Task to carry out: From the data below, repeat exactly the lines from the line with "use thiserror::Error;" to the line with "pub type Result<T>", both included.

Supplied information:
********

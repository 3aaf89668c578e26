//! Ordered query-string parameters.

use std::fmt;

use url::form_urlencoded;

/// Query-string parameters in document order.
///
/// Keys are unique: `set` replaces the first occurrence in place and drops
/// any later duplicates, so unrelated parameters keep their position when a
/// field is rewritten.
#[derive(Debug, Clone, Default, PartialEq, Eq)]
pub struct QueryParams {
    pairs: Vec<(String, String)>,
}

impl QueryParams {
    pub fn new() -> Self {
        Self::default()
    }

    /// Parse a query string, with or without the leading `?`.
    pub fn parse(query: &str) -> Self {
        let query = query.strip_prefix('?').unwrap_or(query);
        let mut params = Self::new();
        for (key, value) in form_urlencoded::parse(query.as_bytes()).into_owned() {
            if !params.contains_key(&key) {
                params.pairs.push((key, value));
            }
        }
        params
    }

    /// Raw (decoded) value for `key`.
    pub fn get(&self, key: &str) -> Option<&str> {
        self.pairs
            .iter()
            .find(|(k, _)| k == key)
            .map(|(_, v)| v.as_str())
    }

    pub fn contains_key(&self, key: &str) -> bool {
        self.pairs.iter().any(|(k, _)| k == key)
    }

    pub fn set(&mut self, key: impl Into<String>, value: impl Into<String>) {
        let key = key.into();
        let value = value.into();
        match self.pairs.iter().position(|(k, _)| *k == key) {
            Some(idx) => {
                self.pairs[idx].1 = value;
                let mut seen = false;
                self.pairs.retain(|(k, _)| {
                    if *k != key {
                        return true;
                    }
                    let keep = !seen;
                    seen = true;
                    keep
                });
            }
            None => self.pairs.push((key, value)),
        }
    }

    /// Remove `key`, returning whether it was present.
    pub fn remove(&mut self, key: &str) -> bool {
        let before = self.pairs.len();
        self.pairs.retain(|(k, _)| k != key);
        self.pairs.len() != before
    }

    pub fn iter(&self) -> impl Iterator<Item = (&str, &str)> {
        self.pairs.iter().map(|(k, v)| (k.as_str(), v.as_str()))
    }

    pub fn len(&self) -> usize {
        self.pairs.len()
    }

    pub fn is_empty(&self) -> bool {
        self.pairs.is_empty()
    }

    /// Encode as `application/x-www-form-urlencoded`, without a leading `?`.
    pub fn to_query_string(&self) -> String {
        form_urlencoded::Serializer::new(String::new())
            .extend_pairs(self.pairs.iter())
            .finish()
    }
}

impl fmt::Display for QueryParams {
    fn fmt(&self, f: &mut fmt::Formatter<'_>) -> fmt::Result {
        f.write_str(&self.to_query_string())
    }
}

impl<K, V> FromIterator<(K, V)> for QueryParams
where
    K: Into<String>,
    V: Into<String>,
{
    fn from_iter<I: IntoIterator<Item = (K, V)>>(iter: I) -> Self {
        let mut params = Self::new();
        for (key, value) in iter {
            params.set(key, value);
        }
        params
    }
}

********

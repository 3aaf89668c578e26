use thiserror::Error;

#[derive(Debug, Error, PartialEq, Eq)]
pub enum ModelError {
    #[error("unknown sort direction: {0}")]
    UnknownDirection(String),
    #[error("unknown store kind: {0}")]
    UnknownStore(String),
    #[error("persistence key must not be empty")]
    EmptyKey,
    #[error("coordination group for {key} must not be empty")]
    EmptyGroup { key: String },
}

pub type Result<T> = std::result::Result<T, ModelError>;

********

Answer for the task:
use thiserror::Error;

#[derive(Debug, Error, PartialEq, Eq)]
pub enum ModelError {
    #[error("unknown sort direction: {0}")]
    UnknownDirection(String),
    #[error("unknown store kind: {0}")]
    UnknownStore(String),
    #[error("persistence key must not be empty")]
    EmptyKey,
    #[error("coordination group for {key} must not be empty")]
    EmptyGroup { key: String },
}

pub type Result<T> = std::result::Result<T, ModelError>;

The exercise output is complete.